Sichi Early Career Professor and Associate Professor
Women’s, Gender, and Sexuality Studies and French and Francophone Studies
(Spring 2026)
While scholars have long studied how the rise of Western medicine went hand in hand with an abstraction of the patient and a glorification of normative bodies, these studies have tended to focus on the doctors and surgeons practicing medicine in an official capacity, as well as the centralized sites in which they practiced. Careful Science turns instead to practices of care and healing that take place outside of hospitals and clinics. This project provides a new ontology of ability – one that accounts for the nuances of various human bodies. In the 17th and 18th centuries, as the medical field began to codify around a set of practices learned in academic and clinical settings, the knowledge of midwives, religious and tribal healers, and charitable nuns (based largely on tradition and experience) grew suspect until they were almost entirely eradicated. The goals of Careful Science are threefold: first, I show how caretakers and healers (historically most often women, immigrants, and racial minorities) were systematically erased from the scenes of healthcare with the move toward a clinical medical practice. Second, I uncover certain methods that were lost with the move to a medical practice aimed at the isolation and cure of disease and restoration of normative bodies.
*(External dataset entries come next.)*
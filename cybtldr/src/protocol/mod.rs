//! Protocol implementations.

pub mod checksum;
pub mod command;
pub mod frame;

// Re-export common types
pub use checksum::{ChecksumType, checksum16, checksum32};
pub use command::{AppStatus, BootloaderInfo, CommandCode, CommandFrame, RowRange, SecurityKey};
pub use frame::{build_frame, parse_response, try_parse_status};
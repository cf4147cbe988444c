//! UART transport using the `serialport` crate.

use {
    crate::{
        error::{Error, ErrorCode, Result},
        transport::{DeviceKind, PortEnumerator, PortInfo, ReadPoll, SerialConfig, Transport},
    },
    log::{debug, trace},
    serialport::ClearBuffer,
    std::io::{self, Read, Write},
};

/// Serial port link to a UART bootloader.
///
/// Each [`Transport::read`] poll waits up to the configured timeout and keeps
/// what arrived, so a response split across polls is reassembled.
pub struct NativeTransport {
    config: SerialConfig,
    port: Option<Box<dyn serialport::SerialPort>>,
    pending: Vec<u8>,
}

impl NativeTransport {
    /// Create a closed transport.
    pub fn new(config: SerialConfig) -> Self {
        Self {
            config,
            port: None,
            pending: Vec::new(),
        }
    }

    /// Port name.
    pub fn name(&self) -> &str {
        &self.config.port_name
    }

    /// Check if the port is open.
    pub fn is_open(&self) -> bool {
        self.port.is_some()
    }

    fn port_mut(&mut self) -> Result<&mut Box<dyn serialport::SerialPort>> {
        self.port
            .as_mut()
            .ok_or_else(|| Error::comm(ErrorCode::Device, "port closed"))
    }
}

impl Transport for NativeTransport {
    fn open(&mut self) -> Result<()> {
        if self.port.is_some() {
            return Ok(());
        }

        debug!(
            "Opening {} at {} baud",
            self.config.port_name, self.config.baud_rate
        );
        let port = serialport::new(&self.config.port_name, self.config.baud_rate)
            .timeout(self.config.timeout)
            .data_bits(serialport::DataBits::Eight)
            .parity(serialport::Parity::None)
            .stop_bits(serialport::StopBits::One)
            .flow_control(serialport::FlowControl::None)
            .open()?;
        port.clear(ClearBuffer::All)?;

        self.port = Some(port);
        self.pending.clear();
        Ok(())
    }

    fn close(&mut self) -> Result<()> {
        if self.port.take().is_some() {
            debug!("Closed {}", self.config.port_name);
        }
        self.pending.clear();
        Ok(())
    }

    fn write(&mut self, data: &[u8]) -> Result<()> {
        trace!("TX {data:02X?}");
        self.pending.clear();
        let port = self.port_mut()?;
        port.write_all(data)?;
        port.flush()?;
        Ok(())
    }

    fn read(&mut self, expected: usize) -> Result<ReadPoll> {
        let missing = expected.saturating_sub(self.pending.len());
        if missing > 0 {
            let mut buf = vec![0u8; missing];
            let port = self.port_mut()?;
            let n = match port.read(&mut buf) {
                Ok(n) => n,
                Err(e) if e.kind() == io::ErrorKind::TimedOut => 0,
                Err(e) => return Err(e.into()),
            };
            self.pending.extend_from_slice(&buf[..n]);
        }

        if self.pending.len() >= expected {
            let mut response = std::mem::take(&mut self.pending);
            response.truncate(expected);
            trace!("RX {response:02X?}");
            Ok(ReadPoll::Complete(response))
        } else {
            Ok(ReadPoll::Incomplete {
                code: ErrorCode::Length,
                received: self.pending.clone(),
            })
        }
    }

    fn max_transfer_size(&self) -> usize {
        self.config.max_transfer_size
    }
}

impl Drop for NativeTransport {
    fn drop(&mut self) {
        let _ = self.close();
    }
}

/// Native port enumerator.
pub struct NativePortEnumerator;

impl PortEnumerator for NativePortEnumerator {
    fn list_ports() -> Result<Vec<PortInfo>> {
        let ports = serialport::available_ports()?;

        Ok(ports
            .into_iter()
            .map(|p| match p.port_type {
                serialport::SerialPortType::UsbPort(info) => PortInfo {
                    name: p.port_name,
                    kind: DeviceKind::from_vid_pid(info.vid, info.pid),
                    vid: Some(info.vid),
                    pid: Some(info.pid),
                    manufacturer: info.manufacturer,
                    product: info.product,
                    serial_number: info.serial_number,
                },
                _ => PortInfo {
                    name: p.port_name,
                    kind: DeviceKind::Unknown,
                    vid: None,
                    pid: None,
                    manufacturer: None,
                    product: None,
                    serial_number: None,
                },
            })
            .collect())
    }
}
And finally, I show how the clinical medical model that emerged during the Enlightenment continues to shape our views of health and disability to this day, and how our views on these topics might differ if we return to the roots of caretaking that predate modern medicine. Ultimately, I argue that reexamining these lost practices provides us with a more holistic approach to healing and might even redefine our notions of, and approaches to, disability.